Exercise description — The lines to copy are those holding the string "still" in the entries below.

Data —
○ ○ ○ ○ ○
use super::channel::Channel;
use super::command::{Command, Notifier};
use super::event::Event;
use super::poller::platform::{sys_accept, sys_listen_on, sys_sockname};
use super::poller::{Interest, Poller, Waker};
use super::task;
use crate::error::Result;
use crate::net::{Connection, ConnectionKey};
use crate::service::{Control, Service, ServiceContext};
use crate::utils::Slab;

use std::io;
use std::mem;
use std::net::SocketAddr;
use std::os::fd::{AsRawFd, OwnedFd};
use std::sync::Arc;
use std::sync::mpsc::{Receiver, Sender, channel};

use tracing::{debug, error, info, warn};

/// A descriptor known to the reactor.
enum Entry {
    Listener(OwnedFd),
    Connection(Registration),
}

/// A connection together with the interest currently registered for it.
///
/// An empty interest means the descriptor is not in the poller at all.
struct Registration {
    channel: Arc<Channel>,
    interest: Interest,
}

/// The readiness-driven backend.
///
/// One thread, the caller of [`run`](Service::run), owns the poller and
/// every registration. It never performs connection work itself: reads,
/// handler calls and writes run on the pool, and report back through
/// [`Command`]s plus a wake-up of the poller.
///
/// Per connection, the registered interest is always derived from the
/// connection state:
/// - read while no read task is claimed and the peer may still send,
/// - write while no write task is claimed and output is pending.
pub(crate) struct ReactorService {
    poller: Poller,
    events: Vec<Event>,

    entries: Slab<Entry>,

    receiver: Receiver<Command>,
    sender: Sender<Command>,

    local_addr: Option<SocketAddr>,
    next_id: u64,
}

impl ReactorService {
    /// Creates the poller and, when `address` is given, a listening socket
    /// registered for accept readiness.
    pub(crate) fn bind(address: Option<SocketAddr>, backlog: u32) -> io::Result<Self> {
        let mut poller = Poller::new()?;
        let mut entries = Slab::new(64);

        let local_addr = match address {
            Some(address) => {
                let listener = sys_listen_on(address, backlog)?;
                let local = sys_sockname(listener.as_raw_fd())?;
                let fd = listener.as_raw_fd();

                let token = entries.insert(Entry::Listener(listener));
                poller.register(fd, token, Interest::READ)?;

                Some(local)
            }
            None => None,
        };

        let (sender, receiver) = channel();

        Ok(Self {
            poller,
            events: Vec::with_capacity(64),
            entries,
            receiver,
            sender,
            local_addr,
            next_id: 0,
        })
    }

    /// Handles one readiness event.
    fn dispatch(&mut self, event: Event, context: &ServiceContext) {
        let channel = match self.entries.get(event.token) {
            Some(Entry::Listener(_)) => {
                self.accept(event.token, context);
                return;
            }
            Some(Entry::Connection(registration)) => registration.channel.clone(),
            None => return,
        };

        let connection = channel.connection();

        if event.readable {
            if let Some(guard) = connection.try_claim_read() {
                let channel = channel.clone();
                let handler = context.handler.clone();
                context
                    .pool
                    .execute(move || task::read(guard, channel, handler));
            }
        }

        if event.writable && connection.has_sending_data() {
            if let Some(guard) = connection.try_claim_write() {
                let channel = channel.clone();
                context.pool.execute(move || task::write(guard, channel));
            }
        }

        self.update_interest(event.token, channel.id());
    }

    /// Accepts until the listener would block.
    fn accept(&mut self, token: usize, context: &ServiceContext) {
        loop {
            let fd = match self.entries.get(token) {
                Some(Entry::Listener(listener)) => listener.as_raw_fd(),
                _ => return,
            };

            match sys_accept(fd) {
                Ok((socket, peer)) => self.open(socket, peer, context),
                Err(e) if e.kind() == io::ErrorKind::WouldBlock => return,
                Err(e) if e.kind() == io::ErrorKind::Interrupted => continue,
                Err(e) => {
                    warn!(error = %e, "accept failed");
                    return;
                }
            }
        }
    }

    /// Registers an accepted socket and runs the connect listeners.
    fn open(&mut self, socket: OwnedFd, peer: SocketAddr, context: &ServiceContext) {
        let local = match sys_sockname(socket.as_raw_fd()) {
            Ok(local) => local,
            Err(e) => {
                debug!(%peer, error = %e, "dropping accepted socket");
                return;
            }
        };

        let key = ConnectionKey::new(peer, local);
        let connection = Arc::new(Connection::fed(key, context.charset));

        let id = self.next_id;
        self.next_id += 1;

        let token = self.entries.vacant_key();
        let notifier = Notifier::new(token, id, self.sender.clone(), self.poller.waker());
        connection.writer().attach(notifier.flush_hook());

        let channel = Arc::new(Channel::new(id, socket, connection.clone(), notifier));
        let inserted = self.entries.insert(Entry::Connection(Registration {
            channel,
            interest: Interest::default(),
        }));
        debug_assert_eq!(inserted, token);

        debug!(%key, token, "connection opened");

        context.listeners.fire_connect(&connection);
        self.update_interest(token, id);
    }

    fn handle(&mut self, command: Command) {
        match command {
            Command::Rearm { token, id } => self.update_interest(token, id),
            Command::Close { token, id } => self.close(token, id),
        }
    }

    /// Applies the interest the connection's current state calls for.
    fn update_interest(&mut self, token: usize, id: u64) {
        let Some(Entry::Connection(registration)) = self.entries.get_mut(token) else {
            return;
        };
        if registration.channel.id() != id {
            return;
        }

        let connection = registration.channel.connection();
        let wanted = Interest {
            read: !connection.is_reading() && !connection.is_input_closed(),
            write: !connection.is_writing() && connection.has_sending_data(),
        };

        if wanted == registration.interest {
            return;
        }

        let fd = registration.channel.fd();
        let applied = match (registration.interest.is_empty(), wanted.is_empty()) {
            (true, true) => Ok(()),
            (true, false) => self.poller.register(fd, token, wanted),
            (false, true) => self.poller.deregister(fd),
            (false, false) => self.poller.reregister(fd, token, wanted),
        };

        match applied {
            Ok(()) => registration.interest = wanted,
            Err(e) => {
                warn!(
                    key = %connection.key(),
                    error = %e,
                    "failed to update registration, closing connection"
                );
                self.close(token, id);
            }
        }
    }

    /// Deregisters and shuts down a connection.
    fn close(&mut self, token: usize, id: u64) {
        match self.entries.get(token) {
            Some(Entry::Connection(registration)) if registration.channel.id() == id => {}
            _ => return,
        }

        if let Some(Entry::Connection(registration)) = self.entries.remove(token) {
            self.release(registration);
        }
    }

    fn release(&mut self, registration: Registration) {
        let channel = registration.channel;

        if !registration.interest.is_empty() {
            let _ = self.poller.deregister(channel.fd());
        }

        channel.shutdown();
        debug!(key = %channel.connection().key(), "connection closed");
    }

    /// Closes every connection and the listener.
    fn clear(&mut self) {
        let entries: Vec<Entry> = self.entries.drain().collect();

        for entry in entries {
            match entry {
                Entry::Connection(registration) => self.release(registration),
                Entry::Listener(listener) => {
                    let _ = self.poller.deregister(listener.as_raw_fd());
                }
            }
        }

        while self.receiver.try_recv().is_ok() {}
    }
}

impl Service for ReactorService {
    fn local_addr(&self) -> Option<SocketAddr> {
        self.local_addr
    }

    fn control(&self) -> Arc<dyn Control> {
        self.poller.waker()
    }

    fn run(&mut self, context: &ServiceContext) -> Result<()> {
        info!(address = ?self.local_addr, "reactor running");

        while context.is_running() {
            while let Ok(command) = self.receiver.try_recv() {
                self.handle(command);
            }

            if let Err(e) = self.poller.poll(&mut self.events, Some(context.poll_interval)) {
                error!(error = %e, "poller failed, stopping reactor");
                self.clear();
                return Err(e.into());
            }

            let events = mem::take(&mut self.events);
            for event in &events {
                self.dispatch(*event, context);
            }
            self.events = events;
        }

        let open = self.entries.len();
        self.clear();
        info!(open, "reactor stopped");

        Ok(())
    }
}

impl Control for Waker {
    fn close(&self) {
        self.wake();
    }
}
○ ○ ○ ○ ○
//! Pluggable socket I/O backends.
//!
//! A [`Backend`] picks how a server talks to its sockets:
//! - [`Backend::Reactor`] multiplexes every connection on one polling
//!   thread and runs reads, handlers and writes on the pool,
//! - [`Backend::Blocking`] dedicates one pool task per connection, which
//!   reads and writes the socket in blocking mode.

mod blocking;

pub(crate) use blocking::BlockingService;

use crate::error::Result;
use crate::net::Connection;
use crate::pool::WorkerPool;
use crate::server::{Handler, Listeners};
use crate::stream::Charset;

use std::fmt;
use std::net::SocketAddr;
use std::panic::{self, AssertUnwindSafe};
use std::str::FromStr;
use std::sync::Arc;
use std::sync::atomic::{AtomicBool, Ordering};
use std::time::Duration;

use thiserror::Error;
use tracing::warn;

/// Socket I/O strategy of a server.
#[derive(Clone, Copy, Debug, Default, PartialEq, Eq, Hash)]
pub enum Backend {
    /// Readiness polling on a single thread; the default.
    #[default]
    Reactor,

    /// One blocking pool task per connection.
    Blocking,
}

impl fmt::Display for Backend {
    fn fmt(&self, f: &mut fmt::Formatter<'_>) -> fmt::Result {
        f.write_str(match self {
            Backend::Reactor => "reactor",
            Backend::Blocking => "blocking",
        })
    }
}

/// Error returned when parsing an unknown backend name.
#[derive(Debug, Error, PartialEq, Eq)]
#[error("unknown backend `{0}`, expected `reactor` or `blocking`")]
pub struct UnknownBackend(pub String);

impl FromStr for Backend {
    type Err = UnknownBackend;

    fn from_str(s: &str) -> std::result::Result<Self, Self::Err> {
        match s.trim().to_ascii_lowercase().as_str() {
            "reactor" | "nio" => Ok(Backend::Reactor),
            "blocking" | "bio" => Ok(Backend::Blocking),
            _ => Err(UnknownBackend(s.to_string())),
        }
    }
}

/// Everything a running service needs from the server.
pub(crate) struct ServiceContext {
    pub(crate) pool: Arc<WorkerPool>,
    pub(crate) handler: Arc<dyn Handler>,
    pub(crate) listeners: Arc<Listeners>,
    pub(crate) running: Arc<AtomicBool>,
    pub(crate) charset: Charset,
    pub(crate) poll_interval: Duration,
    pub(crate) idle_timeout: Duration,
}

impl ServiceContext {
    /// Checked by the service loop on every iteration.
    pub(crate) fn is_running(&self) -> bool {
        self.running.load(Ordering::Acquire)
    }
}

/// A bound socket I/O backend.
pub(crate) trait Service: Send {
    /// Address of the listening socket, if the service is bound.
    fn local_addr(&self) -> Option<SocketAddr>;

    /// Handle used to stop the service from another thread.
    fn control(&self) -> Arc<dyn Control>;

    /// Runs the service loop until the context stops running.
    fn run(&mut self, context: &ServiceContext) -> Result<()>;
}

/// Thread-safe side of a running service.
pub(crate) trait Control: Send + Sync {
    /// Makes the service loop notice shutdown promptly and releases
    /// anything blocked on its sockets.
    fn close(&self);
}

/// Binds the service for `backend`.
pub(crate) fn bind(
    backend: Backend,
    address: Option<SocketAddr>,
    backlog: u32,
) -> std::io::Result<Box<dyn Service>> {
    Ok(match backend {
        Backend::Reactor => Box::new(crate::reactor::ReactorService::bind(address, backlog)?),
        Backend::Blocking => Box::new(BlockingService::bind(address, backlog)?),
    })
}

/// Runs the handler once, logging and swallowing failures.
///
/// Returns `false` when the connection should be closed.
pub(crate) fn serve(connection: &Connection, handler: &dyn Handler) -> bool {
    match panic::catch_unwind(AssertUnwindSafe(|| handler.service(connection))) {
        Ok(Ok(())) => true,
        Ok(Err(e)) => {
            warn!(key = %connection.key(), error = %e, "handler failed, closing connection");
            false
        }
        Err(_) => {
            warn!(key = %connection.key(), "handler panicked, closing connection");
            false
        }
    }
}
○ ○ ○ ○ ○
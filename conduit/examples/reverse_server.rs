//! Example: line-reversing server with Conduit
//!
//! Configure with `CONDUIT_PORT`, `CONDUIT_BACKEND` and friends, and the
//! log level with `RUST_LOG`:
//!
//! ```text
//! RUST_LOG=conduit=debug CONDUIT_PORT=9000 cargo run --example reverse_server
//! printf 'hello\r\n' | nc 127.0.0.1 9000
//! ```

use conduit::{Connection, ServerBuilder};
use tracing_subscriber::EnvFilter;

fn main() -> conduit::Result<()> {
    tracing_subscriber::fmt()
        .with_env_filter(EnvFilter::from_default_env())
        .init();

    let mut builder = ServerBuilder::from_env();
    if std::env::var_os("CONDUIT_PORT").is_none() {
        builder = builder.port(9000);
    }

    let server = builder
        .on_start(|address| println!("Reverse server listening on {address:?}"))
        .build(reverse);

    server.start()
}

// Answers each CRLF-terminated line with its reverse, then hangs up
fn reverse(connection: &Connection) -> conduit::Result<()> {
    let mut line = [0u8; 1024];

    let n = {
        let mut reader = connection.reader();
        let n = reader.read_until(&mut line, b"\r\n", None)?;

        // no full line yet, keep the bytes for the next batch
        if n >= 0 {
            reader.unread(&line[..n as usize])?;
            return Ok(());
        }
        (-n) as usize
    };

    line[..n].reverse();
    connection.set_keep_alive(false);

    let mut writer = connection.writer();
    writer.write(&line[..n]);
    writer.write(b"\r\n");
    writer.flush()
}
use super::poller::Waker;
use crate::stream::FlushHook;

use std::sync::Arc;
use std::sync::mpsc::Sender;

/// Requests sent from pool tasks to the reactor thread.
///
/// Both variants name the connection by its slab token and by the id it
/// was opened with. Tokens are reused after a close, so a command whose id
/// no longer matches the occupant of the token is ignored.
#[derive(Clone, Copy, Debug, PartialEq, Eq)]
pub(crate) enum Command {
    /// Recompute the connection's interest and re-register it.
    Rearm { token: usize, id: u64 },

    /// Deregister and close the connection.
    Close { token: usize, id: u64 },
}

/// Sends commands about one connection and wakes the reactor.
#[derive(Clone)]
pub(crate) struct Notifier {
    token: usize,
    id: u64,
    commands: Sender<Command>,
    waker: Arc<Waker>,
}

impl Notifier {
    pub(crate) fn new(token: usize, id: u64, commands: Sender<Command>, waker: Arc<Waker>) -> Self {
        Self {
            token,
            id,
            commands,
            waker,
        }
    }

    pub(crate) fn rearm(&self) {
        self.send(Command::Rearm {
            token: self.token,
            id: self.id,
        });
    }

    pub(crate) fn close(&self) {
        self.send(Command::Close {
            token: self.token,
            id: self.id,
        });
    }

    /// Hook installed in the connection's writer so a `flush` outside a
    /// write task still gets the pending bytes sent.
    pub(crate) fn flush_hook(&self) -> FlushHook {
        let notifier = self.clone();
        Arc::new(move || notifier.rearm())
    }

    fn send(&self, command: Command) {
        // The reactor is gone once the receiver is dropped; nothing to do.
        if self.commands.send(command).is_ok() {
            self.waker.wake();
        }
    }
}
○ ○ ○ ○ ○
Exercise output —
/// - read while no read task is claimed and the peer may still send,
    /// write task still gets the pending bytes sent.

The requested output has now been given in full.